=== DATA FOR THIS TASK ===

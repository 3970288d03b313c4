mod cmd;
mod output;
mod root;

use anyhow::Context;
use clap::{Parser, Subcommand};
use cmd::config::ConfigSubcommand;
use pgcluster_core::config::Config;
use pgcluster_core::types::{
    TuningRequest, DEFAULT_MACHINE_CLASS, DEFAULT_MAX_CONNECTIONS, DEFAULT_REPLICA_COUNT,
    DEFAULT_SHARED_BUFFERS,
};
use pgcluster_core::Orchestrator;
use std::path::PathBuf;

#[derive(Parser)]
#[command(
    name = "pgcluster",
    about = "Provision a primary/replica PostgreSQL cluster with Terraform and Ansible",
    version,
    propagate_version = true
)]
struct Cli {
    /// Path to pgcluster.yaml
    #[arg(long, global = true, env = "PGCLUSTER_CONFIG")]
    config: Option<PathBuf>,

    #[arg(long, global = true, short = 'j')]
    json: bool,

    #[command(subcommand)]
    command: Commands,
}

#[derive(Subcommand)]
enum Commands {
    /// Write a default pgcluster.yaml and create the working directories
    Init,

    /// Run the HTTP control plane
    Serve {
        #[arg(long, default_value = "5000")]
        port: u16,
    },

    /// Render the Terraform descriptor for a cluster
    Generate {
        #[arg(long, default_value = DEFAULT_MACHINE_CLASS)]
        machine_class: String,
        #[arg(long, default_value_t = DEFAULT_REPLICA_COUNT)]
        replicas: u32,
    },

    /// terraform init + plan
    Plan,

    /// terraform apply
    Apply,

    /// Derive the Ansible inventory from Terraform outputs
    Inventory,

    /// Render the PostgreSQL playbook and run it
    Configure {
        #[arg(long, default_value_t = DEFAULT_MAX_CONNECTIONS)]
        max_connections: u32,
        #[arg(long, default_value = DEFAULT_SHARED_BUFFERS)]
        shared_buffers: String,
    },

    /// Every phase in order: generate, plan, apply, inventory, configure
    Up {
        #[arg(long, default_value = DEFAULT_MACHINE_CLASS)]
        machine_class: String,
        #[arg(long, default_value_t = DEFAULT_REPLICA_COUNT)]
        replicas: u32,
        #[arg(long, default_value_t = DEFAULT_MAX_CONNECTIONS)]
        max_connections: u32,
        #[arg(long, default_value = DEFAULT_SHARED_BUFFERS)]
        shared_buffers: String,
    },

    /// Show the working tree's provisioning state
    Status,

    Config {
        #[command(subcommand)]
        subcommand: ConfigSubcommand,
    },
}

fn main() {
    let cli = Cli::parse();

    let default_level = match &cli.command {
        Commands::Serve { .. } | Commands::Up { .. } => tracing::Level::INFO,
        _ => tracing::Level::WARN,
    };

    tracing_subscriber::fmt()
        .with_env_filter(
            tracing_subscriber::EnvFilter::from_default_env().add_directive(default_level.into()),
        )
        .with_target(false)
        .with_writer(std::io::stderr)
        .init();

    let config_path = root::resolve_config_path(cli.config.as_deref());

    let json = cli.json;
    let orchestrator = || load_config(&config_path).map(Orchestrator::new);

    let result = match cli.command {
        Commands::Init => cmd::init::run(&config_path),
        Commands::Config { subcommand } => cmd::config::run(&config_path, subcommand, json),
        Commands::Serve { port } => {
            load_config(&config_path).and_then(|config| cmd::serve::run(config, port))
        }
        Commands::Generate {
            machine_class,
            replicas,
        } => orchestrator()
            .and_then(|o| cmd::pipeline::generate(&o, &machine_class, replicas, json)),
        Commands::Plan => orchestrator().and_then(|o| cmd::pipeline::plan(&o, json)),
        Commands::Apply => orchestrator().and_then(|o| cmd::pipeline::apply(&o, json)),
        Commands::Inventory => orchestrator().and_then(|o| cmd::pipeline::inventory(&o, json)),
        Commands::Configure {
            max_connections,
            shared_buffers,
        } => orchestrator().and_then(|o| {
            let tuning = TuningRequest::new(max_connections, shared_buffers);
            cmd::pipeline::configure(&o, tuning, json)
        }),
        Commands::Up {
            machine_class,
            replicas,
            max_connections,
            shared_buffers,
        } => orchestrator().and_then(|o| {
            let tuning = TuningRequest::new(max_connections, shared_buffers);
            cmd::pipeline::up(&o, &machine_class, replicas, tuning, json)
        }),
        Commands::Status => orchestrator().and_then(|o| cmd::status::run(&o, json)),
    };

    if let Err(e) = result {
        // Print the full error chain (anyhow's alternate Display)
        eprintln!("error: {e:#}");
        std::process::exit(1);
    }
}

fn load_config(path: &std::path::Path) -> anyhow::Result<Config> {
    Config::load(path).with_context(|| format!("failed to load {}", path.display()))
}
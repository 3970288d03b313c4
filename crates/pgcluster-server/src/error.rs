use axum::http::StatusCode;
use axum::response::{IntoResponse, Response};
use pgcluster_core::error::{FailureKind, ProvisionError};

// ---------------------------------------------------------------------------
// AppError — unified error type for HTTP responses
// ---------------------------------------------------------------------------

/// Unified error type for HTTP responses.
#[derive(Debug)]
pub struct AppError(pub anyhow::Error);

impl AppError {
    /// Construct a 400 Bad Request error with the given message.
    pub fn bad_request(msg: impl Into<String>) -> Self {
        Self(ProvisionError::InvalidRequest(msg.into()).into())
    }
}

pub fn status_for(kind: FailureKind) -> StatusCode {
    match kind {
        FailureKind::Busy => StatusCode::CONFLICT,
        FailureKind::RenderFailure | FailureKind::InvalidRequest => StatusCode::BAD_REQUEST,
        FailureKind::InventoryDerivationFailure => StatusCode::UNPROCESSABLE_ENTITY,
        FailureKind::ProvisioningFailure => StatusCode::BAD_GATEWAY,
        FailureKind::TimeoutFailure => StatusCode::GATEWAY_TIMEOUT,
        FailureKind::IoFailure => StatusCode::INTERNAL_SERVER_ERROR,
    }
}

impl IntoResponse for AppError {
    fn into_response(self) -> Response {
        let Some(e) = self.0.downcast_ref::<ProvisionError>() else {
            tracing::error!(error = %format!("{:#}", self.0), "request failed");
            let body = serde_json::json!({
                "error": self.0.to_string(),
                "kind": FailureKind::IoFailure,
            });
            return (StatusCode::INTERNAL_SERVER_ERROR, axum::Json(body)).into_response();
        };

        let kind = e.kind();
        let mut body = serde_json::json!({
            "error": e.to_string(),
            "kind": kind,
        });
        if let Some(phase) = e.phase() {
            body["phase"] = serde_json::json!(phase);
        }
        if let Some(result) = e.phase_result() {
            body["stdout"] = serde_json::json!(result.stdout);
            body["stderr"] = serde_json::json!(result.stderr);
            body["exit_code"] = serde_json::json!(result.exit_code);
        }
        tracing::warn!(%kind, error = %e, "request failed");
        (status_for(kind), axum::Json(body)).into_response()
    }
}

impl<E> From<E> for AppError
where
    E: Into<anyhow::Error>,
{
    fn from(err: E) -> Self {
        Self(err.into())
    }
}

===
=== DATA FOR THIS TASK ===

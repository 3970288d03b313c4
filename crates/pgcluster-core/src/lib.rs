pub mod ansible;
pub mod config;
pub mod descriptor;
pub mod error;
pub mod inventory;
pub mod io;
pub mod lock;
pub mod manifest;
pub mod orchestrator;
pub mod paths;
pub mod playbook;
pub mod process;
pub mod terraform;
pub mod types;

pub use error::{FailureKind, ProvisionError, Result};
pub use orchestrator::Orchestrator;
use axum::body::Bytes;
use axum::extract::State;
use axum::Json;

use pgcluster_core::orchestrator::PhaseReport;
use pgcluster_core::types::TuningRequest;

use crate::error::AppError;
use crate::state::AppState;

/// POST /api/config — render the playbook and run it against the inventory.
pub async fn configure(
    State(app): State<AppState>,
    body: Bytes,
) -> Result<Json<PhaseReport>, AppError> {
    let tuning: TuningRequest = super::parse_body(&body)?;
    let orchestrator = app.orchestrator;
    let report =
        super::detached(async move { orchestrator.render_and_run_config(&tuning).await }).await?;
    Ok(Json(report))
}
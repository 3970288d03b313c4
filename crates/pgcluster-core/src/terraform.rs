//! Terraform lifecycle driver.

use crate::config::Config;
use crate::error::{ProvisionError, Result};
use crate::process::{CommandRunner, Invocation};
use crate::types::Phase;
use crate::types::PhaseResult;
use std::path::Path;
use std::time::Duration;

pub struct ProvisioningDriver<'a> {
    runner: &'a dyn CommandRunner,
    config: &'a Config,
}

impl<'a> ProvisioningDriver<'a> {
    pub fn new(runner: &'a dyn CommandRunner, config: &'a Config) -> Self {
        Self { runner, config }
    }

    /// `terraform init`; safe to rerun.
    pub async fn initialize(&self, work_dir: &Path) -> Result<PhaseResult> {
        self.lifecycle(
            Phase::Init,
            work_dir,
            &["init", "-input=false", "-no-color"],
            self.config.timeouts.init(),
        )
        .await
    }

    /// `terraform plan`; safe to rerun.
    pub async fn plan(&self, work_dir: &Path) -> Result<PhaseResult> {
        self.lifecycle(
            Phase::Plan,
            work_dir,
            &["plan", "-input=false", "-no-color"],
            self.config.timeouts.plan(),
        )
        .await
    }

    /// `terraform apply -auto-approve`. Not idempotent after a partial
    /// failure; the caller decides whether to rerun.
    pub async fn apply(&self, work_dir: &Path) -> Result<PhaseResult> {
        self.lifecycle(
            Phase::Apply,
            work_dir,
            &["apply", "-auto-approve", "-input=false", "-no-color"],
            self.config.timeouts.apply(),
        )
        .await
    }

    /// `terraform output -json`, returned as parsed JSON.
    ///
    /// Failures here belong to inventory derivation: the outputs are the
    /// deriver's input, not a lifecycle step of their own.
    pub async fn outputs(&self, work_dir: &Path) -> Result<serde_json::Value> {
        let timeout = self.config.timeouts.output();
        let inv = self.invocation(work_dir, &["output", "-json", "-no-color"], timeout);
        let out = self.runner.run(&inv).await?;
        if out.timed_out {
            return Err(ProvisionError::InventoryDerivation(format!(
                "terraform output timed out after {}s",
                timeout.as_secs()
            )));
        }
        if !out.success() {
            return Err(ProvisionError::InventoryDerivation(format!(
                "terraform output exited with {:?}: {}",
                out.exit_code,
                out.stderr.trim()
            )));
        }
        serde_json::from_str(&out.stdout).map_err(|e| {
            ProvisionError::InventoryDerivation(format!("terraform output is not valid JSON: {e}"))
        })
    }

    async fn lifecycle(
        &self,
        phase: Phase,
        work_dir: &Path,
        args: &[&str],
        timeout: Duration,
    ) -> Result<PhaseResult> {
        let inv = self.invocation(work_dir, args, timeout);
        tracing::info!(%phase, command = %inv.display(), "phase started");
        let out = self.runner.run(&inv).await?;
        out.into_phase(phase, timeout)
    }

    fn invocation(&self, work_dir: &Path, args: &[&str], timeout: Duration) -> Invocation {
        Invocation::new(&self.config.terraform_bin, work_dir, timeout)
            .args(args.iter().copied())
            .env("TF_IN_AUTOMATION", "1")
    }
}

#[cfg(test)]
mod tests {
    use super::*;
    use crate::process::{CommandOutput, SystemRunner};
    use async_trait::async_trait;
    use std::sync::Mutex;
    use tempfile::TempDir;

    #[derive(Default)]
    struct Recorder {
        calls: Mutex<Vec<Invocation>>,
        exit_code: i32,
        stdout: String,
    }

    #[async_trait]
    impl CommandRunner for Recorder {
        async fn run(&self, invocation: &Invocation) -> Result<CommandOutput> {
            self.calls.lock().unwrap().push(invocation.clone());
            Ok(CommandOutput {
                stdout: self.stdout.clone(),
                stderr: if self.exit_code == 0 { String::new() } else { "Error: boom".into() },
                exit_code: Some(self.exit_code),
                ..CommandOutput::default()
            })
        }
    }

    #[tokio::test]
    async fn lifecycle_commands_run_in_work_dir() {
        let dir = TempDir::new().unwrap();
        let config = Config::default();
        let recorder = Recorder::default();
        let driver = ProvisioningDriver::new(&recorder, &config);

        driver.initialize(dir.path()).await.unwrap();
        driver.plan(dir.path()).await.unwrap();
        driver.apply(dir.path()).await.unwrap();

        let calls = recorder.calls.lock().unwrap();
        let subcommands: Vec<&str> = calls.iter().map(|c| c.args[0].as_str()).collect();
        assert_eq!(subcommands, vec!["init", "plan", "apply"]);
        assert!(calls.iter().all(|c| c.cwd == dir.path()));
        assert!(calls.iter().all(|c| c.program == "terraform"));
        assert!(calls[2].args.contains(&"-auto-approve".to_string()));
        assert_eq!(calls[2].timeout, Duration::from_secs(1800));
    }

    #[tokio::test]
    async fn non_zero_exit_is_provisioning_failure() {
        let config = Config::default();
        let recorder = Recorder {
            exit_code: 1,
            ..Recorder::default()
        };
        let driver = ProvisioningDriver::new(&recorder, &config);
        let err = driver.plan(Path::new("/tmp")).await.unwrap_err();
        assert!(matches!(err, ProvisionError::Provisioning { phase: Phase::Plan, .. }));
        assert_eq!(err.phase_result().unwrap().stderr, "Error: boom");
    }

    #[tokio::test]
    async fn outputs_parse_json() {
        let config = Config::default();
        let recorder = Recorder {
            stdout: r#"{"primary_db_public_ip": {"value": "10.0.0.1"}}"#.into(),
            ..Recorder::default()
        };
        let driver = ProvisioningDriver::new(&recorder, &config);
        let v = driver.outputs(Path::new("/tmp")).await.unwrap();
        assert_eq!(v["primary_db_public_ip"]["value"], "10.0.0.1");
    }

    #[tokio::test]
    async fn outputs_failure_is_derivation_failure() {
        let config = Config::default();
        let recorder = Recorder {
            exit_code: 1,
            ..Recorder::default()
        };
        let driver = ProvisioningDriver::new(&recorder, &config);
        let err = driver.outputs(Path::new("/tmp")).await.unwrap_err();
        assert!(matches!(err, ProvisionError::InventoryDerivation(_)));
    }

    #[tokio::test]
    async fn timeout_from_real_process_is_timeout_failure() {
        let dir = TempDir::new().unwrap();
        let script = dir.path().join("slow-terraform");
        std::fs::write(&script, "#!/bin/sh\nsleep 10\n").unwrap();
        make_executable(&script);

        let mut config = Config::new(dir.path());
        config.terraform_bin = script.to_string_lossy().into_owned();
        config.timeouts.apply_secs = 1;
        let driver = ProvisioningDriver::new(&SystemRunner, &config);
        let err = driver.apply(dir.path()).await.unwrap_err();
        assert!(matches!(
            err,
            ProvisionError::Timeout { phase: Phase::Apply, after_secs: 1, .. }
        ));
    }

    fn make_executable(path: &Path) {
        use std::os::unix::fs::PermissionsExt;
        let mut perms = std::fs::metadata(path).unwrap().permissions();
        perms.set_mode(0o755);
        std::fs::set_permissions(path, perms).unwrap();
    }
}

===
=== DATA FOR THIS TASK ===

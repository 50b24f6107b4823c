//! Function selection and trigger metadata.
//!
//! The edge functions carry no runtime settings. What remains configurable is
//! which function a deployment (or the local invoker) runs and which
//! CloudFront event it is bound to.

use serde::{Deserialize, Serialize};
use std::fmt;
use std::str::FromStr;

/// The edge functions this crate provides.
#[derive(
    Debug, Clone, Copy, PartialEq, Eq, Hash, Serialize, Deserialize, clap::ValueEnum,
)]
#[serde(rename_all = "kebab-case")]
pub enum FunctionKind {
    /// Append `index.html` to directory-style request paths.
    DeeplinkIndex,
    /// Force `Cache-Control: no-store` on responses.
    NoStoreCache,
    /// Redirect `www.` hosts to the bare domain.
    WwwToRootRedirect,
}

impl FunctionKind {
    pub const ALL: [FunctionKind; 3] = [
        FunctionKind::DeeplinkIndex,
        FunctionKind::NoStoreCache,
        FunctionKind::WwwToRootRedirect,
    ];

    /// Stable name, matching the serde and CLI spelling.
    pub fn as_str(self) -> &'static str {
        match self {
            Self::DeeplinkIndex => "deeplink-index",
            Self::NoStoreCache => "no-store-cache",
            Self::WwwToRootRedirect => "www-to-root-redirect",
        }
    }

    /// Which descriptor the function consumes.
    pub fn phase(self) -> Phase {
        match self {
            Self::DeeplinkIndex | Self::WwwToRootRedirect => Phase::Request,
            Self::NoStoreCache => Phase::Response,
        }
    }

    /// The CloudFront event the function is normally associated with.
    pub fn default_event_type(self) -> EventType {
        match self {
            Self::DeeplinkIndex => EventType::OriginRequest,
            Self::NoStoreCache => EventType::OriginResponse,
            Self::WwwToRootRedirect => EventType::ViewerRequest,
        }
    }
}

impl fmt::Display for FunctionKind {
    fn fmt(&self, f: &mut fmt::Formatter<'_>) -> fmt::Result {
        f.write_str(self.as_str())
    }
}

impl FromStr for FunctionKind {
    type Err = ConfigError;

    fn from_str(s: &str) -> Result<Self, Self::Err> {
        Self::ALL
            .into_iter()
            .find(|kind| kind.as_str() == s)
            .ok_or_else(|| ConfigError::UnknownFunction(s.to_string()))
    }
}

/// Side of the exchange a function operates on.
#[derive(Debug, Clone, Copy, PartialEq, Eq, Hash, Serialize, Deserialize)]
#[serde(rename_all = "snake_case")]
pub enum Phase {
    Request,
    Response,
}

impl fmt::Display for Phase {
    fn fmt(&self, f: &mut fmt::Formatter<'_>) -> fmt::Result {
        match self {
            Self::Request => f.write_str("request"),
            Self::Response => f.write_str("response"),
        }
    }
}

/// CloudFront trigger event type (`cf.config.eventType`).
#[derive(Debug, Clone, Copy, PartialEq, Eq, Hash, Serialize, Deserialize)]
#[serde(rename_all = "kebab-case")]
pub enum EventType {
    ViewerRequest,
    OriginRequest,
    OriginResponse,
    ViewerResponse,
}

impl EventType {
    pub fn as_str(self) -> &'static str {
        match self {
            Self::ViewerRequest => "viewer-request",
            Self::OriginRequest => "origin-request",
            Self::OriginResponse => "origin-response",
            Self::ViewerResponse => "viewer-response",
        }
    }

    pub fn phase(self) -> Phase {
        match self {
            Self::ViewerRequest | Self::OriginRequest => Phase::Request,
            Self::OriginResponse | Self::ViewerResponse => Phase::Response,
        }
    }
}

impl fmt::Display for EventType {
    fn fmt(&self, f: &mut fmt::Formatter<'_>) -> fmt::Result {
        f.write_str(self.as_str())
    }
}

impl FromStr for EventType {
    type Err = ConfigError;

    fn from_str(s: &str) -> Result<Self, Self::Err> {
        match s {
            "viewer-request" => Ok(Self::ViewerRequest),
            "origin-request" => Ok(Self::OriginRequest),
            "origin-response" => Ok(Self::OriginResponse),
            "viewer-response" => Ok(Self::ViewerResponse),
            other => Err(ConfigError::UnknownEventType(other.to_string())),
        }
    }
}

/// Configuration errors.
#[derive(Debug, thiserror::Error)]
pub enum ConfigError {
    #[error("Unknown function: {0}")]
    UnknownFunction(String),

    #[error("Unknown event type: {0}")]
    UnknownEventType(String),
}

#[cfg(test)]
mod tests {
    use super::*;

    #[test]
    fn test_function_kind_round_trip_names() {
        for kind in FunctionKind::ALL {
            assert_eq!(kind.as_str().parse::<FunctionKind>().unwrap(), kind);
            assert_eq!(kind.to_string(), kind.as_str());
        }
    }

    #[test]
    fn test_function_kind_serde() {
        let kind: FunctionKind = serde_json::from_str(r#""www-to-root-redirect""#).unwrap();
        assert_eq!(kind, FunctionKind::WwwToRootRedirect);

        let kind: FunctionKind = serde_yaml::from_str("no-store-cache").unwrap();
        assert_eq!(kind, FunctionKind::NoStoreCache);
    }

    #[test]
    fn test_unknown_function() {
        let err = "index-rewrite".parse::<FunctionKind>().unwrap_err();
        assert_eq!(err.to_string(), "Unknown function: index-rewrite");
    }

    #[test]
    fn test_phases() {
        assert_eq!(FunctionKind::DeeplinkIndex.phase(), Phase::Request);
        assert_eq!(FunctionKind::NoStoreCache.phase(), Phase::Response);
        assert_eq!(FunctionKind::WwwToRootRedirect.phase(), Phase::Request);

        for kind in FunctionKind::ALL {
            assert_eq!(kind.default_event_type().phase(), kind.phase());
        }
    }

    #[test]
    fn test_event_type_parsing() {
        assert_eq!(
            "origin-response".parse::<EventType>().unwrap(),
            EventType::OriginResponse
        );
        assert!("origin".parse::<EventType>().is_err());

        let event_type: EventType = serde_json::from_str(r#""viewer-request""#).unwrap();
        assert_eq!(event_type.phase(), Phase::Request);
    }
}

===

• **GOAL OF THE EXERCISE**
Look through the records and copy down every line that holds "CommandRunner".

• **RESULT OF THE TASK**
use crate::process::{CommandRunner, Invocation};
    runner: &'a dyn CommandRunner,
    pub fn new(runner: &'a dyn CommandRunner, config: &'a Config) -> Self {
    impl CommandRunner for Recorder {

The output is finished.